[[ GIVEN RECORDS, beginning ]]

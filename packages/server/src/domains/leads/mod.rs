//! Leads domain: batch parsing, validation, personalization, and export.

pub mod assemble;
pub mod models;
pub mod personalize;
pub mod validate;

pub use assemble::{assemble, Summary};
pub use models::{
    parse_batch, BatchParseError, GeneratedEmail, LeadRecord, ValidatedLead, SAMPLE_TEMPLATE_CSV,
};
pub use personalize::{generate, GenerationError};
pub use validate::validate;
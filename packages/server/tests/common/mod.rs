//! Shared test harness: in-memory store + mock dependencies wired into a
//! real engine.

#![allow(dead_code)]

use std::sync::Arc;
use std::time::Duration;

use server_core::domains::leads::LeadRecord;
use server_core::kernel::jobs::{EngineConfig, InMemoryJobStore, Job, JobEngine, JobStore};
use server_core::kernel::test_dependencies::{MockAI, MockProfileFetcher};
use server_core::kernel::ServerDeps;
use uuid::Uuid;

pub struct TestHarness {
    pub store: Arc<InMemoryJobStore>,
    pub engine: JobEngine,
    pub fetcher: Arc<MockProfileFetcher>,
    pub ai: Arc<MockAI>,
}

impl TestHarness {
    pub fn deps(&self) -> ServerDeps {
        ServerDeps::new(self.store.clone(), self.engine.clone())
    }
}

pub fn fast_config() -> EngineConfig {
    EngineConfig {
        fetch_concurrency: 4,
        generation_timeout: Duration::from_secs(5),
    }
}

pub fn harness() -> TestHarness {
    harness_with(MockProfileFetcher::new(), MockAI::new(), fast_config())
}

pub fn harness_with(
    fetcher: MockProfileFetcher,
    ai: MockAI,
    config: EngineConfig,
) -> TestHarness {
    let store = Arc::new(InMemoryJobStore::new());
    let fetcher = Arc::new(fetcher);
    let ai = Arc::new(ai);
    let engine = JobEngine::new(store.clone(), fetcher.clone(), ai.clone(), config);
    TestHarness {
        store,
        engine,
        fetcher,
        ai,
    }
}

pub fn lead(first: &str, last: &str, profile_url: Option<&str>) -> LeadRecord {
    LeadRecord {
        first_name: first.to_string(),
        last_name: last.to_string(),
        email: None,
        profile_url: profile_url.map(str::to_string),
        company: Some("Example Corp".to_string()),
        title: None,
        location: None,
    }
}

/// Poll the store until the job reaches a terminal state.
pub async fn wait_for_terminal(store: &InMemoryJobStore, id: Uuid) -> Job {
    for _ in 0..500 {
        if let Some(job) = store.get(id).await.expect("store read failed") {
            if job.status.is_terminal() {
                return job;
            }
        }
        tokio::time::sleep(Duration::from_millis(10)).await;
    }
    panic!("job {} did not reach a terminal state in time", id);
}

/// Parse an export artifact into rows of cells.
pub fn parse_export(bytes: &[u8]) -> Vec<Vec<String>> {
    csv::Reader::from_reader(bytes)
        .records()
        .map(|r| r.expect("export row").iter().map(str::to_string).collect())
        .collect()
}
//! Bulk personalization job engine.
//!
//! The engine owns one job per submitted batch and is its only writer:
//! - `create` persists a queued job and spawns asynchronous processing
//! - the run loop dispatches records in input order under a bounded,
//!   process-wide fetch pool
//! - each record runs validate -> fetch -> generate; its outcome is
//!   recorded with a single atomic store update
//! - when every record is accounted for, the export is assembled and the
//!   job completes
//!
//! # Architecture
//!
//! ```text
//! JobEngine.create(records)
//!     │
//!     ├─► store.put(Job::new)            (status: queued)
//!     └─► tokio::spawn(run)
//!             ├─► store.update(begin)    (status: processing)
//!             ├─► per record: acquire permit ─► validate ─► fetch ─► generate
//!             │       └─► store.update(record_outcome)
//!             └─► store.update(assemble + complete | fail)
//! ```
//!
//! Record-level failures (validation, generation) become failed outcomes and
//! never fail the job; only infrastructure failures (the store refusing a
//! write, the pool being unschedulable) transition the job to failed.
//!
//! Fairness: the fetch pool is one process-wide FIFO semaphore shared by all
//! jobs. Permits are granted in request order, so a large job ahead of a
//! small one delays it but can never starve it.

use std::sync::Arc;
use std::time::Duration;

use tokio::sync::{Mutex, Semaphore};
use tokio_util::sync::CancellationToken;
use tracing::{debug, error, info, warn};
use uuid::Uuid;

use crate::domains::leads::{self, LeadRecord};
use crate::kernel::traits::{BaseAI, BaseProfileFetcher};

use super::job::{Job, JobSnapshot, OutcomeErrorKind, OutcomeResult, RecordOutcome};
use super::store::{JobStore, StoreError};

/// Configuration for the job engine.
#[derive(Debug, Clone)]
pub struct EngineConfig {
    /// Cap on concurrent fetch pipelines across all jobs. Sized for the
    /// profile source's tolerance, not for throughput.
    pub fetch_concurrency: usize,
    /// Upper bound on one generation call
    pub generation_timeout: Duration,
}

impl Default for EngineConfig {
    fn default() -> Self {
        Self {
            fetch_concurrency: 4,
            generation_timeout: Duration::from_secs(60),
        }
    }
}

/// Errors surfaced by `create`. Everything past submission is reported
/// through the job's own status.
#[derive(Debug, thiserror::Error)]
pub enum SubmitError {
    #[error("batch contains no records")]
    EmptyBatch,

    #[error(transparent)]
    Store(#[from] StoreError),
}

/// Cheaply cloneable handle; all state is shared behind `Arc`s, so clones
/// drive the same pool and the same store.
#[derive(Clone)]
pub struct JobEngine {
    store: Arc<dyn JobStore>,
    fetcher: Arc<dyn BaseProfileFetcher>,
    ai: Arc<dyn BaseAI>,
    permits: Arc<Semaphore>,
    config: EngineConfig,
}

impl JobEngine {
    pub fn new(
        store: Arc<dyn JobStore>,
        fetcher: Arc<dyn BaseProfileFetcher>,
        ai: Arc<dyn BaseAI>,
        config: EngineConfig,
    ) -> Self {
        Self {
            permits: Arc::new(Semaphore::new(config.fetch_concurrency)),
            store,
            fetcher,
            ai,
            config,
        }
    }

    /// Create a job for a batch and schedule its processing.
    /// Returns immediately with the job id; rejects an empty batch without
    /// creating anything.
    pub async fn create(&self, records: Vec<LeadRecord>) -> Result<Uuid, SubmitError> {
        if records.is_empty() {
            return Err(SubmitError::EmptyBatch);
        }

        let job = Job::new(records.len());
        let job_id = job.id;
        self.store.put(job).await?;

        info!(job_id = %job_id, total = records.len(), "job created");

        let engine = self.clone();
        tokio::spawn(async move {
            engine.run(job_id, records, CancellationToken::new()).await;
        });

        Ok(job_id)
    }

    /// Read-only snapshot for status polling.
    pub async fn snapshot(&self, job_id: Uuid) -> Result<Option<JobSnapshot>, StoreError> {
        Ok(self.store.get(job_id).await?.map(|job| job.snapshot()))
    }

    /// Drive one job to a terminal state. The cancellation token is checked
    /// between record dispatches; in-flight fetches still honor their own
    /// timeouts.
    async fn run(self, job_id: Uuid, records: Vec<LeadRecord>, cancel: CancellationToken) {
        if let Err(err) = self
            .store
            .update(job_id, Box::new(|job| job.begin_processing()))
            .await
        {
            error!(job_id = %job_id, error = %err, "could not start job processing");
            return;
        }

        // First store failure; set once, checked between dispatches.
        let fatal: Arc<Mutex<Option<String>>> = Arc::new(Mutex::new(None));
        let mut handles = Vec::with_capacity(records.len());

        for (index, record) in records.into_iter().enumerate() {
            if cancel.is_cancelled() || fatal.lock().await.is_some() {
                break;
            }

            // Admission control: the permit is acquired before the task is
            // spawned, so dispatch order is input order and admission across
            // jobs is the semaphore's FIFO order.
            let permit = match self.permits.clone().acquire_owned().await {
                Ok(permit) => permit,
                Err(_) => {
                    let mut slot = fatal.lock().await;
                    if slot.is_none() {
                        *slot = Some("worker pool is no longer schedulable".to_string());
                    }
                    break;
                }
            };

            let engine = self.clone();
            let fatal = Arc::clone(&fatal);
            handles.push(tokio::spawn(async move {
                let _permit = permit;
                let outcome = engine.process_record(index, record).await;
                let recorded = engine
                    .store
                    .update(job_id, Box::new(move |job| job.record_outcome(outcome)))
                    .await;

                match recorded {
                    Ok(job) => {
                        debug!(job_id = %job_id, processed = job.processed, total = job.total, "outcome recorded");
                    }
                    Err(err) => {
                        warn!(job_id = %job_id, error = %err, "failed to record outcome");
                        let mut slot = fatal.lock().await;
                        if slot.is_none() {
                            *slot = Some(format!("job store rejected an update: {}", err));
                        }
                    }
                }
            }));
        }

        futures::future::join_all(handles).await;

        if let Some(message) = fatal.lock().await.take() {
            self.finish_failed(job_id, message).await;
            return;
        }
        if cancel.is_cancelled() {
            self.finish_failed(job_id, "job was cancelled".to_string())
                .await;
            return;
        }

        // Assemble inside the update so the outcome read and the artifact
        // write land in the same atomic step.
        let result = self
            .store
            .update(
                job_id,
                Box::new(|job| match leads::assemble(&job.outcomes) {
                    Ok((artifact, _)) => job.complete(artifact),
                    Err(err) => job.fail(format!("failed to assemble results: {}", err)),
                }),
            )
            .await;

        match result {
            Ok(job) => {
                info!(
                    job_id = %job_id,
                    status = job.status.as_str(),
                    processed = job.processed,
                    errors = job.error_count(),
                    "job finished"
                );
            }
            Err(err) => error!(job_id = %job_id, error = %err, "failed to finalize job"),
        }
    }

    async fn finish_failed(&self, job_id: Uuid, message: String) {
        warn!(job_id = %job_id, error = %message, "job failed");
        // Best effort: if the store is down this will fail too, and the job
        // stays visibly stuck in processing rather than silently vanishing.
        if let Err(err) = self
            .store
            .update(job_id, Box::new(move |job| job.fail(message)))
            .await
        {
            error!(job_id = %job_id, error = %err, "failed to mark job as failed");
        }
    }

    /// Run one record through the pipeline. Never fails: every failure mode
    /// is folded into the returned outcome.
    async fn process_record(&self, index: usize, record: LeadRecord) -> RecordOutcome {
        let identity = record.identity();

        let lead = match leads::validate(&record) {
            Ok(lead) => lead,
            Err(violations) => {
                debug!(index, identity = %identity, "record failed validation");
                return RecordOutcome {
                    index,
                    identity,
                    result: OutcomeResult::Error {
                        kind: OutcomeErrorKind::Validation,
                        message: violations.join("; "),
                    },
                };
            }
        };

        // Fetch is best-effort: a degraded profile still feeds generation.
        let profile = match lead.profile_url.as_deref() {
            Some(url) => Some(self.fetcher.fetch(url).await),
            None => None,
        };

        let generated = leads::generate(
            &lead,
            profile.as_ref(),
            self.ai.as_ref(),
            self.config.generation_timeout,
        )
        .await;

        match generated {
            Ok(email) => RecordOutcome {
                index,
                identity,
                result: OutcomeResult::Success {
                    email: email.body,
                    profile_summary: profile.as_ref().and_then(|p| p.summary()),
                    fetch_status: profile.as_ref().map(|p| p.fetch_status),
                },
            },
            Err(err) => RecordOutcome {
                index,
                identity,
                result: OutcomeResult::Error {
                    kind: OutcomeErrorKind::Generation,
                    message: err.to_string(),
                },
            },
        }
    }
}
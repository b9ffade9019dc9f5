//! Leadline server core.
//!
//! Bulk lead-personalization backend: accepts an uploaded batch of leads,
//! runs a rate-limited fetch + generate pipeline per lead in the background,
//! exposes polling progress, and serves the assembled CSV export.

pub mod config;
pub mod domains;
pub mod kernel;
pub mod server;

pub use config::Config;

[[ GIVEN RECORDS, end ]]

EXERCISE INSTRUCTIONS |
Copy all the lines from the data above that hold the word "violations".

RESPONSE TO THE TASK |
            Err(violations) => {
                        message: violations.join("; "),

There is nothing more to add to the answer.